> [ABOUT THIS EXERCISE] Please print the whole of the listing that follows exactly.
========================================
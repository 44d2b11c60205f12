//! Evaluation results
//!
//! Loads the result table an engine run leaves under its output root,
//! summarizes it, filters it for display and serializes it for export.

mod aggregator;
mod record;
mod summary;

pub use aggregator::{
    EXPERIMENT_CONFIG_FILE, EXPERIMENTS_DIR, Experiment, RESULTS_FILE, ResultsAggregator,
    export_file_name,
};
pub use record::{DEFAULT_HEADERS, ResultRecord, ResultSet, Score, ScoreFilter};
pub use summary::ResultSummary;
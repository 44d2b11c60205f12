//! Evaluation parameters
//!
//! The numeric knobs the operator controls, with their declared bounds.

use std::ops::RangeInclusive;

use serde::{Deserialize, Serialize};

use crate::error::ValidationError;

pub const NUM_SAMPLES_RANGE: RangeInclusive<u32> = 5..=200;
pub const COST_LIMIT_RANGE: RangeInclusive<f64> = 1.0..=50.0;
pub const NUM_WORKERS_RANGE: RangeInclusive<u32> = 1..=10;
pub const DIFFICULTY_RANGE: RangeInclusive<u8> = 1..=10;

/// Numeric evaluation parameters
#[derive(Debug, Clone, PartialEq, Serialize, Deserialize)]
pub struct EvaluationParameters {
    /// Number of scenarios to generate and test
    #[serde(default = "default_num_samples")]
    pub num_samples: u32,

    /// Global cost ceiling in USD
    #[serde(default = "default_cost_limit")]
    pub cost_limit: f64,

    /// Parallel dialog workers
    #[serde(default = "default_num_workers")]
    pub num_workers: u32,

    #[serde(default = "default_min_difficulty")]
    pub min_difficulty: u8,

    #[serde(default = "default_max_difficulty")]
    pub max_difficulty: u8,
}

fn default_num_samples() -> u32 {
    20
}

fn default_cost_limit() -> f64 {
    5.0
}

fn default_num_workers() -> u32 {
    3
}

fn default_min_difficulty() -> u8 {
    5
}

fn default_max_difficulty() -> u8 {
    10
}

impl Default for EvaluationParameters {
    fn default() -> Self {
        Self {
            num_samples: default_num_samples(),
            cost_limit: default_cost_limit(),
            num_workers: default_num_workers(),
            min_difficulty: default_min_difficulty(),
            max_difficulty: default_max_difficulty(),
        }
    }
}

impl EvaluationParameters {
    /// Set number of scenarios
    pub fn with_num_samples(mut self, num_samples: u32) -> Self {
        self.num_samples = num_samples;
        self
    }

    /// Set cost limit
    pub fn with_cost_limit(mut self, cost_limit: f64) -> Self {
        self.cost_limit = cost_limit;
        self
    }

    /// Set worker count
    pub fn with_num_workers(mut self, num_workers: u32) -> Self {
        self.num_workers = num_workers;
        self
    }

    /// Set difficulty window
    pub fn with_difficulty(mut self, min: u8, max: u8) -> Self {
        self.min_difficulty = min;
        self.max_difficulty = max;
        self
    }

    /// Check every field against its bounds, then the difficulty ordering
    pub fn validate(&self) -> Result<(), ValidationError> {
        check_range("num_samples", self.num_samples, &NUM_SAMPLES_RANGE)?;

        // NaN fails `contains`, which is what we want
        if !COST_LIMIT_RANGE.contains(&self.cost_limit) {
            return Err(ValidationError::out_of_range(
                "cost_limit",
                self.cost_limit,
                COST_LIMIT_RANGE.start(),
                COST_LIMIT_RANGE.end(),
            ));
        }

        check_range("num_workers", self.num_workers, &NUM_WORKERS_RANGE)?;
        check_range("min_difficulty", self.min_difficulty, &DIFFICULTY_RANGE)?;
        check_range("max_difficulty", self.max_difficulty, &DIFFICULTY_RANGE)?;

        if self.min_difficulty > self.max_difficulty {
            return Err(ValidationError::InvertedDifficulty {
                min: self.min_difficulty,
                max: self.max_difficulty,
            });
        }

        Ok(())
    }
}

fn check_range<T>(
    field: &'static str,
    value: T,
    range: &RangeInclusive<T>,
) -> Result<(), ValidationError>
where
    T: PartialOrd + std::fmt::Display,
{
    if range.contains(&value) {
        Ok(())
    } else {
        Err(ValidationError::out_of_range(
            field,
            value,
            range.start(),
            range.end(),
        ))
    }
}

#[cfg(test)]
mod tests {
    use super::*;

    #[test]
    fn test_defaults_are_valid() {
        let params = EvaluationParameters::default();
        assert_eq!(params.num_samples, 20);
        assert_eq!(params.cost_limit, 5.0);
        assert_eq!(params.num_workers, 3);
        assert_eq!((params.min_difficulty, params.max_difficulty), (5, 10));
        assert!(params.validate().is_ok());
    }

    #[test]
    fn test_bounds_are_inclusive() {
        let low = EvaluationParameters::default()
            .with_num_samples(5)
            .with_cost_limit(1.0)
            .with_num_workers(1)
            .with_difficulty(1, 1);
        assert!(low.validate().is_ok());

        let high = EvaluationParameters::default()
            .with_num_samples(200)
            .with_cost_limit(50.0)
            .with_num_workers(10)
            .with_difficulty(10, 10);
        assert!(high.validate().is_ok());
    }

    #[test]
    fn test_out_of_range_fields() {
        let cases = [
            EvaluationParameters::default().with_num_samples(4),
            EvaluationParameters::default().with_num_samples(201),
            EvaluationParameters::default().with_cost_limit(0.5),
            EvaluationParameters::default().with_cost_limit(50.5),
            EvaluationParameters::default().with_cost_limit(f64::NAN),
            EvaluationParameters::default().with_num_workers(0),
            EvaluationParameters::default().with_num_workers(11),
            EvaluationParameters::default().with_difficulty(0, 5),
            EvaluationParameters::default().with_difficulty(5, 11),
        ];
        for params in cases {
            assert!(
                matches!(params.validate(), Err(ValidationError::OutOfRange { .. })),
                "{params:?} should be rejected"
            );
        }
    }

    #[test]
    fn test_out_of_range_reports_bounds() {
        let err = EvaluationParameters::default()
            .with_num_workers(11)
            .validate()
            .unwrap_err();
        assert_eq!(
            err,
            ValidationError::OutOfRange {
                field: "num_workers",
                value: "11".to_string(),
                min: "1".to_string(),
                max: "10".to_string(),
            }
        );

        let err = EvaluationParameters::default()
            .with_difficulty(0, 5)
            .validate()
            .unwrap_err();
        assert_eq!(
            err.to_string(),
            "min_difficulty = 0 is outside the allowed range [1, 10]"
        );
    }

    #[test]
    fn test_inverted_difficulty() {
        let params = EvaluationParameters::default().with_difficulty(8, 3);
        assert_eq!(
            params.validate(),
            Err(ValidationError::InvertedDifficulty { min: 8, max: 3 })
        );
    }

    #[test]
    fn test_partial_deserialization_fills_defaults() {
        let params: EvaluationParameters = serde_json::from_str(r#"{"num_samples": 50}"#).unwrap();
        assert_eq!(params.num_samples, 50);
        assert_eq!(params.num_workers, 3);
    }
}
========================================
> [PROBLEM SOLUTION]
repository 44d2b11c60205f12
//! Evaluation results
//!
//! Loads the result table an engine run leaves under its output root,
//! summarizes it, filters it for display and serializes it for export.

mod aggregator;
mod record;
mod summary;

pub use aggregator::{
    EXPERIMENT_CONFIG_FILE, EXPERIMENTS_DIR, Experiment, RESULTS_FILE, ResultsAggregator,
    export_file_name,
};
pub use record::{DEFAULT_HEADERS, ResultRecord, ResultSet, Score, ScoreFilter};
pub use summary::ResultSummary;
repository 44d2b11c60205f12
//! Evaluation parameters
//!
//! The numeric knobs the operator controls, with their declared bounds.

use std::ops::RangeInclusive;

use serde::{Deserialize, Serialize};

use crate::error::ValidationError;

pub const NUM_SAMPLES_RANGE: RangeInclusive<u32> = 5..=200;
pub const COST_LIMIT_RANGE: RangeInclusive<f64> = 1.0..=50.0;
pub const NUM_WORKERS_RANGE: RangeInclusive<u32> = 1..=10;
pub const DIFFICULTY_RANGE: RangeInclusive<u8> = 1..=10;

/// Numeric evaluation parameters
#[derive(Debug, Clone, PartialEq, Serialize, Deserialize)]
pub struct EvaluationParameters {
    /// Number of scenarios to generate and test
    #[serde(default = "default_num_samples")]
    pub num_samples: u32,

    /// Global cost ceiling in USD
    #[serde(default = "default_cost_limit")]
    pub cost_limit: f64,

    /// Parallel dialog workers
    #[serde(default = "default_num_workers")]
    pub num_workers: u32,

    #[serde(default = "default_min_difficulty")]
    pub min_difficulty: u8,

    #[serde(default = "default_max_difficulty")]
    pub max_difficulty: u8,
}

fn default_num_samples() -> u32 {
    20
}

fn default_cost_limit() -> f64 {
    5.0
}

fn default_num_workers() -> u32 {
    3
}

fn default_min_difficulty() -> u8 {
    5
}

fn default_max_difficulty() -> u8 {
    10
}

impl Default for EvaluationParameters {
    fn default() -> Self {
        Self {
            num_samples: default_num_samples(),
            cost_limit: default_cost_limit(),
            num_workers: default_num_workers(),
            min_difficulty: default_min_difficulty(),
            max_difficulty: default_max_difficulty(),
        }
    }
}

impl EvaluationParameters {
    /// Set number of scenarios
    pub fn with_num_samples(mut self, num_samples: u32) -> Self {
        self.num_samples = num_samples;
        self
    }

    /// Set cost limit
    pub fn with_cost_limit(mut self, cost_limit: f64) -> Self {
        self.cost_limit = cost_limit;
        self
    }

    /// Set worker count
    pub fn with_num_workers(mut self, num_workers: u32) -> Self {
        self.num_workers = num_workers;
        self
    }

    /// Set difficulty window
    pub fn with_difficulty(mut self, min: u8, max: u8) -> Self {
        self.min_difficulty = min;
        self.max_difficulty = max;
        self
    }

    /// Check every field against its bounds, then the difficulty ordering
    pub fn validate(&self) -> Result<(), ValidationError> {
        check_range("num_samples", self.num_samples, &NUM_SAMPLES_RANGE)?;

        // NaN fails `contains`, which is what we want
        if !COST_LIMIT_RANGE.contains(&self.cost_limit) {
            return Err(ValidationError::out_of_range(
                "cost_limit",
                self.cost_limit,
                COST_LIMIT_RANGE.start(),
                COST_LIMIT_RANGE.end(),
            ));
        }

        check_range("num_workers", self.num_workers, &NUM_WORKERS_RANGE)?;
        check_range("min_difficulty", self.min_difficulty, &DIFFICULTY_RANGE)?;
        check_range("max_difficulty", self.max_difficulty, &DIFFICULTY_RANGE)?;

        if self.min_difficulty > self.max_difficulty {
            return Err(ValidationError::InvertedDifficulty {
                min: self.min_difficulty,
                max: self.max_difficulty,
            });
        }

        Ok(())
    }
}

fn check_range<T>(
    field: &'static str,
    value: T,
    range: &RangeInclusive<T>,
) -> Result<(), ValidationError>
where
    T: PartialOrd + std::fmt::Display,
{
    if range.contains(&value) {
        Ok(())
    } else {
        Err(ValidationError::out_of_range(
            field,
            value,
            range.start(),
            range.end(),
        ))
    }
}

#[cfg(test)]
mod tests {
    use super::*;

    #[test]
    fn test_defaults_are_valid() {
        let params = EvaluationParameters::default();
        assert_eq!(params.num_samples, 20);
        assert_eq!(params.cost_limit, 5.0);
        assert_eq!(params.num_workers, 3);
        assert_eq!((params.min_difficulty, params.max_difficulty), (5, 10));
        assert!(params.validate().is_ok());
    }

    #[test]
    fn test_bounds_are_inclusive() {
        let low = EvaluationParameters::default()
            .with_num_samples(5)
            .with_cost_limit(1.0)
            .with_num_workers(1)
            .with_difficulty(1, 1);
        assert!(low.validate().is_ok());

        let high = EvaluationParameters::default()
            .with_num_samples(200)
            .with_cost_limit(50.0)
            .with_num_workers(10)
            .with_difficulty(10, 10);
        assert!(high.validate().is_ok());
    }

    #[test]
    fn test_out_of_range_fields() {
        let cases = [
            EvaluationParameters::default().with_num_samples(4),
            EvaluationParameters::default().with_num_samples(201),
            EvaluationParameters::default().with_cost_limit(0.5),
            EvaluationParameters::default().with_cost_limit(50.5),
            EvaluationParameters::default().with_cost_limit(f64::NAN),
            EvaluationParameters::default().with_num_workers(0),
            EvaluationParameters::default().with_num_workers(11),
            EvaluationParameters::default().with_difficulty(0, 5),
            EvaluationParameters::default().with_difficulty(5, 11),
        ];
        for params in cases {
            assert!(
                matches!(params.validate(), Err(ValidationError::OutOfRange { .. })),
                "{params:?} should be rejected"
            );
        }
    }

    #[test]
    fn test_out_of_range_reports_bounds() {
        let err = EvaluationParameters::default()
            .with_num_workers(11)
            .validate()
            .unwrap_err();
        assert_eq!(
            err,
            ValidationError::OutOfRange {
                field: "num_workers",
                value: "11".to_string(),
                min: "1".to_string(),
                max: "10".to_string(),
            }
        );

        let err = EvaluationParameters::default()
            .with_difficulty(0, 5)
            .validate()
            .unwrap_err();
        assert_eq!(
            err.to_string(),
            "min_difficulty = 0 is outside the allowed range [1, 10]"
        );
    }

    #[test]
    fn test_inverted_difficulty() {
        let params = EvaluationParameters::default().with_difficulty(8, 3);
        assert_eq!(
            params.validate(),
            Err(ValidationError::InvertedDifficulty { min: 8, max: 3 })
        );
    }

    #[test]
    fn test_partial_deserialization_fills_defaults() {
        let params: EvaluationParameters = serde_json::from_str(r#"{"num_samples": 50}"#).unwrap();
        assert_eq!(params.num_samples, 50);
        assert_eq!(params.num_workers, 3);
    }
}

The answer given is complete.